#[async_trait]
impl RunStore for MemoryStore {
    // ── Runs ──

    async fn insert_run(&self, run: &Run) -> Result<()> {
        let mut w = self.inner.write().await;
        if w.runs.contains_key(&run.id) {
            return Err(anyhow!("run already exists: {}", run.id));
        }
        w.runs.insert(run.id, run.clone());
        Ok(())
    }

    async fn load_run(&self, id: Uuid) -> Result<Option<Run>> {
        let r = self.inner.read().await;
        Ok(r.runs.get(&id).cloned())
    }

    async fn conditional_update_run(
        &self,
        id: Uuid,
        where_status_in: &[RunStatus],
        patch: &RunPatch,
    ) -> Result<u64> {
        let mut w = self.inner.write().await;
        let Some(run) = w.runs.get_mut(&id) else {
            return Ok(0);
        };
        if !where_status_in.contains(&run.status) {
            return Ok(0);
        }
        apply_patch(run, patch);
        Ok(1)
    }

    async fn update_progress(&self, id: Uuid, update: &ProgressUpdate) -> Result<()> {
        let mut w = self.inner.write().await;
        let run = w
            .runs
            .get_mut(&id)
            .ok_or_else(|| anyhow!("run not found: {id}"))?;
        let c = &mut run.counters;
        if let Some(v) = update.total_steps {
            c.total_steps = c.total_steps.max(v);
        }
        if let Some(v) = update.completed_steps {
            c.completed_steps = c.completed_steps.max(v);
        }
        if let Some(v) = update.failed_steps {
            c.failed_steps = c.failed_steps.max(v);
        }
        if let Some(v) = update.progress_pct {
            c.progress_pct = c.progress_pct.max(v.min(100));
        }
        if let Some(v) = update.memory_peak_mb {
            c.memory_peak_mb = c.memory_peak_mb.max(v);
        }
        if let Some(ref node) = update.current_node_id {
            c.current_node_id = Some(node.clone());
        }
        Ok(())
    }

    async fn list_runs(&self, filter: &RunFilter) -> Result<Page<Run>> {
        let r = self.inner.read().await;
        let mut runs: Vec<Run> = r
            .runs
            .values()
            .filter(|run| {
                filter.tenant_id.map_or(true, |t| run.tenant_id == t)
                    && filter.status.map_or(true, |s| run.status == s)
                    && filter.bot_id.map_or(true, |b| run.bot_id == b)
                    && filter
                        .parent_run_id
                        .map_or(true, |p| run.parent_run_id == Some(p))
                    && filter.runner_id.map_or(true, |x| run.runner_id == Some(x))
                    && filter
                        .tag
                        .as_ref()
                        .map_or(true, |tag| run.tags.iter().any(|t| t == tag))
            })
            .cloned()
            .collect();
        runs.sort_by(|a, b| b.created_at.cmp(&a.created_at));
        Ok(page(runs, filter.limit, filter.offset))
    }

    async fn count_active_runs(&self, tenant_id: Uuid) -> Result<u64> {
        let r = self.inner.read().await;
        Ok(r.runs
            .values()
            .filter(|run| run.tenant_id == tenant_id && run.status.is_active())
            .count() as u64)
    }

    async fn count_runs_created_since(&self, tenant_id: Uuid, since: Timestamp) -> Result<u64> {
        let r = self.inner.read().await;
        Ok(r.runs
            .values()
            .filter(|run| run.tenant_id == tenant_id && run.created_at >= since)
            .count() as u64)
    }

    async fn list_children(&self, parent_run_id: Uuid) -> Result<Vec<Run>> {
        let r = self.inner.read().await;
        let mut children: Vec<Run> = r
            .runs
            .values()
            .filter(|run| run.parent_run_id == Some(parent_run_id))
            .cloned()
            .collect();
        children.sort_by_key(|run| run.created_at);
        Ok(children)
    }

    async fn count_children(&self, parent_run_id: Uuid) -> Result<u64> {
        let r = self.inner.read().await;
        Ok(r.runs
            .values()
            .filter(|run| run.parent_run_id == Some(parent_run_id))
            .count() as u64)
    }

    async fn list_timed_out(&self, now: Timestamp, limit: usize) -> Result<Vec<Run>> {
        let r = self.inner.read().await;
        let mut due: Vec<Run> = r
            .runs
            .values()
            .filter(|run| !run.status.is_terminal() && run.timeout_at <= now)
            .cloned()
            .collect();
        due.sort_by_key(|run| run.timeout_at);
        due.truncate(limit);
        Ok(due)
    }

    async fn list_retry_due(&self, now: Timestamp, limit: usize) -> Result<Vec<Run>> {
        let r = self.inner.read().await;
        let mut due: Vec<Run> = r
            .runs
            .values()
            .filter(|run| {
                run.status == RunStatus::RetryScheduled
                    && run.next_retry_at.is_some_and(|at| at <= now)
            })
            .cloned()
            .collect();
        due.sort_by_key(|run| run.next_retry_at);
        due.truncate(limit);
        Ok(due)
    }

    // ── Events ──

    async fn append_event(&self, event: &RunEvent) -> Result<u64> {
        let mut w = self.inner.write().await;
        let seq = w.event_seq.entry(event.run_id).or_insert(0);
        *seq += 1;
        let current_seq = *seq;
        let mut stored = event.clone();
        stored.seq = current_seq;
        w.events.entry(event.run_id).or_default().push(stored);
        Ok(current_seq)
    }

    async fn list_events(&self, run_id: Uuid, filter: &EventFilter) -> Result<Page<RunEvent>> {
        let r = self.inner.read().await;
        let events: Vec<RunEvent> = r
            .events
            .get(&run_id)
            .map(|evts| {
                evts.iter()
                    .filter(|e| filter.after_seq.map_or(true, |s| e.seq > s))
                    .cloned()
                    .collect()
            })
            .unwrap_or_default();
        Ok(page(events, filter.limit, filter.offset))
    }

    async fn count_events(&self, run_id: Uuid) -> Result<u64> {
        let r = self.inner.read().await;
        Ok(r.events.get(&run_id).map_or(0, |e| e.len() as u64))
    }

    // ── Logs ──

    async fn append_logs(&self, logs: &[RunLog]) -> Result<()> {
        let mut w = self.inner.write().await;
        for log in logs {
            w.logs.entry(log.run_id).or_default().push(log.clone());
        }
        Ok(())
    }

    async fn list_logs(&self, run_id: Uuid, filter: &LogFilter) -> Result<Page<RunLog>> {
        let r = self.inner.read().await;
        let logs: Vec<RunLog> = r
            .logs
            .get(&run_id)
            .map(|logs| {
                logs.iter()
                    .filter(|l| {
                        filter.min_level.map_or(true, |min| l.level >= min)
                            && filter
                                .step_id
                                .as_ref()
                                .map_or(true, |s| l.step_id.as_ref() == Some(s))
                    })
                    .cloned()
                    .collect()
            })
            .unwrap_or_default();
        Ok(page(logs, filter.limit, filter.offset))
    }

    // ── HITL ──

    async fn insert_hitl(&self, request: &HitlRequest) -> Result<()> {
        let mut w = self.inner.write().await;
        w.hitl.insert(request.id, request.clone());
        Ok(())
    }

    async fn load_hitl(&self, id: Uuid) -> Result<Option<HitlRequest>> {
        let r = self.inner.read().await;
        Ok(r.hitl.get(&id).cloned())
    }

    async fn resolve_hitl(&self, id: Uuid, resolution: &HitlResolution) -> Result<u64> {
        let mut w = self.inner.write().await;
        let Some(request) = w.hitl.get_mut(&id) else {
            return Ok(0);
        };
        if request.status != HitlStatus::Pending {
            return Ok(0);
        }
        request.status = resolution.status;
        request.action = resolution.action;
        request.resolved_by = Some(resolution.resolved_by.clone());
        request.resolved_at = Some(resolution.resolved_at);
        request.comments = resolution.comments.clone();
        request.modified_data = resolution.modified_data.clone();
        Ok(1)
    }

    async fn escalate_hitl(&self, id: Uuid, assigned_to: &str) -> Result<u64> {
        let mut w = self.inner.write().await;
        let Some(request) = w.hitl.get_mut(&id) else {
            return Ok(0);
        };
        if request.status != HitlStatus::Pending {
            return Ok(0);
        }
        request.assigned_to = Some(assigned_to.to_string());
        // Escalation clears the deadline so a stuck approver chain does not
        // loop through expiry forever.
        request.deadline = None;
        Ok(1)
    }

    async fn append_hitl_audit(&self, id: Uuid, entry: &HitlAuditEntry) -> Result<()> {
        let mut w = self.inner.write().await;
        let request = w
            .hitl
            .get_mut(&id)
            .ok_or_else(|| anyhow!("hitl request not found: {id}"))?;
        request.audit_trail.push(entry.clone());
        Ok(())
    }

    async fn pending_hitl_for_run(&self, run_id: Uuid) -> Result<Option<HitlRequest>> {
        let r = self.inner.read().await;
        Ok(r.hitl
            .values()
            .find(|h| h.run_id == run_id && h.status == HitlStatus::Pending)
            .cloned())
    }

    async fn list_hitl(&self, filter: &HitlFilter) -> Result<Page<HitlRequest>> {
        let r = self.inner.read().await;
        let mut requests: Vec<HitlRequest> = r
            .hitl
            .values()
            .filter(|h| {
                filter.tenant_id.map_or(true, |t| h.tenant_id == t)
                    && filter.run_id.map_or(true, |rid| h.run_id == rid)
                    && filter.status.map_or(true, |s| h.status == s)
                    && filter
                        .assigned_to
                        .as_ref()
                        .map_or(true, |a| h.assigned_to.as_ref() == Some(a))
            })
            .cloned()
            .collect();
        requests.sort_by(|a, b| b.created_at.cmp(&a.created_at));
        Ok(page(requests, filter.limit, filter.offset))
    }

    async fn list_expired_hitl(&self, now: Timestamp, limit: usize) -> Result<Vec<HitlRequest>> {
        let r = self.inner.read().await;
        let mut expired: Vec<HitlRequest> = r
            .hitl
            .values()
            .filter(|h| {
                h.status == HitlStatus::Pending
                    && h.auto_expire
                    && h.deadline.is_some_and(|d| d <= now)
            })
            .cloned()
            .collect();
        expired.sort_by_key(|h| h.deadline);
        expired.truncate(limit);
        Ok(expired)
    }

    // ── Runners ──

    async fn insert_runner(&self, runner: &Runner) -> Result<()> {
        let mut w = self.inner.write().await;
        if w.runners
            .values()
            .any(|r| r.api_key_hash == runner.api_key_hash && r.id != runner.id)
        {
            return Err(anyhow!("api key hash collision"));
        }
        w.runners.insert(runner.id, runner.clone());
        Ok(())
    }

    async fn load_runner(&self, id: Uuid) -> Result<Option<Runner>> {
        let r = self.inner.read().await;
        Ok(r.runners.get(&id).cloned())
    }

    async fn find_runner_by_key_hash(&self, api_key_hash: &str) -> Result<Option<Runner>> {
        let r = self.inner.read().await;
        Ok(r.runners
            .values()
            .find(|runner| runner.api_key_hash == api_key_hash)
            .cloned())
    }

    async fn update_runner_status(&self, id: Uuid, status: RunnerStatus) -> Result<()> {
        let mut w = self.inner.write().await;
        let runner = w
            .runners
            .get_mut(&id)
            .ok_or_else(|| anyhow!("runner not found: {id}"))?;
        runner.status = status;
        Ok(())
    }

    async fn record_heartbeat(&self, id: Uuid, at: Timestamp) -> Result<()> {
        let mut w = self.inner.write().await;
        let runner = w
            .runners
            .get_mut(&id)
            .ok_or_else(|| anyhow!("runner not found: {id}"))?;
        runner.last_heartbeat_at = Some(at);
        Ok(())
    }

    async fn sweep_stale_runners(&self, cutoff: Timestamp, limit: usize) -> Result<Vec<Uuid>> {
        let mut w = self.inner.write().await;
        let mut swept = Vec::new();
        for runner in w.runners.values_mut() {
            if swept.len() >= limit {
                break;
            }
            let stale = runner
                .last_heartbeat_at
                .map_or(true, |hb| hb < cutoff);
            if runner.status == RunnerStatus::Online && stale {
                runner.status = RunnerStatus::Offline;
                swept.push(runner.id);
            }
        }
        Ok(swept)
    }

    async fn list_runners(&self, tenant_id: Uuid) -> Result<Vec<Runner>> {
        let r = self.inner.read().await;
        let mut runners: Vec<Runner> = r
            .runners
            .values()
            .filter(|runner| runner.tenant_id == tenant_id)
            .cloned()
            .collect();
        runners.sort_by_key(|runner| runner.registered_at);
        Ok(runners)
    }

    // ── Queue ──

    async fn queue_insert(&self, entry: &QueueEntry) -> Result<()> {
        let mut w = self.inner.write().await;
        if w.queue.iter().any(|e| e.run_id == entry.run_id) {
            return Err(anyhow!("queue entry already exists: {}", entry.run_id));
        }
        w.queue.push(entry.clone());
        Ok(())
    }

    async fn queue_claim(
        &self,
        profile: &RunnerProfile,
        now: Timestamp,
    ) -> Result<Option<QueueEntry>> {
        let mut w = self.inner.write().await;
        let mut best: Option<usize> = None;
        for (idx, entry) in w.queue.iter().enumerate() {
            if entry.available_at > now
                || entry.tenant_id != profile.tenant_id
                || !entry.selector.matches(profile)
            {
                continue;
            }
            let better = match best {
                None => true,
                Some(b) => {
                    let current = &w.queue[b];
                    (
                        entry.priority.rank(),
                        entry.available_at,
                        entry.enqueued_at,
                    ) < (
                        current.priority.rank(),
                        current.available_at,
                        current.enqueued_at,
                    )
                }
            };
            if better {
                best = Some(idx);
            }
        }
        Ok(best.map(|idx| w.queue.remove(idx)))
    }

    async fn queue_remove(&self, run_id: Uuid) -> Result<bool> {
        let mut w = self.inner.write().await;
        let before = w.queue.len();
        w.queue.retain(|e| e.run_id != run_id);
        Ok(w.queue.len() < before)
    }

    async fn queue_pinned_waiting(&self, limit: usize) -> Result<Vec<QueueEntry>> {
        let r = self.inner.read().await;
        let mut pinned: Vec<QueueEntry> = r
            .queue
            .iter()
            .filter(|e| e.selector.pinned_runner_id.is_some())
            .cloned()
            .collect();
        pinned.sort_by_key(|e| e.enqueued_at);
        pinned.truncate(limit);
        Ok(pinned)
    }

    // ── Tick leadership ──

    async fn acquire_tick_lease(&self, holder: Uuid, ttl_ms: i64, now: Timestamp) -> Result<bool> {
        let mut w = self.inner.write().await;
        match &w.tick_lease {
            Some(lease) if lease.holder != holder && lease.expires_at > now => Ok(false),
            _ => {
                w.tick_lease = Some(TickLease {
                    holder,
                    expires_at: now + ttl_ms,
                });
                Ok(true)
            }
        }
    }
}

* Your goal *
Once you reach the line with "if entry.available_at > now" in the data above, copy it and every line after it exactly, up to and including the line with "let before = w.queue.len();".

* Answer space *
            if entry.available_at > now
                || entry.tenant_id != profile.tenant_id
                || !entry.selector.matches(profile)
            {
                continue;
            }
            let better = match best {
                None => true,
                Some(b) => {
                    let current = &w.queue[b];
                    (
                        entry.priority.rank(),
                        entry.available_at,
                        entry.enqueued_at,
                    ) < (
                        current.priority.rank(),
                        current.available_at,
                        current.enqueued_at,
                    )
                }
            };
            if better {
                best = Some(idx);
            }
        }
        Ok(best.map(|idx| w.queue.remove(idx)))
    }

    async fn queue_remove(&self, run_id: Uuid) -> Result<bool> {
        let mut w = self.inner.write().await;
        let before = w.queue.len();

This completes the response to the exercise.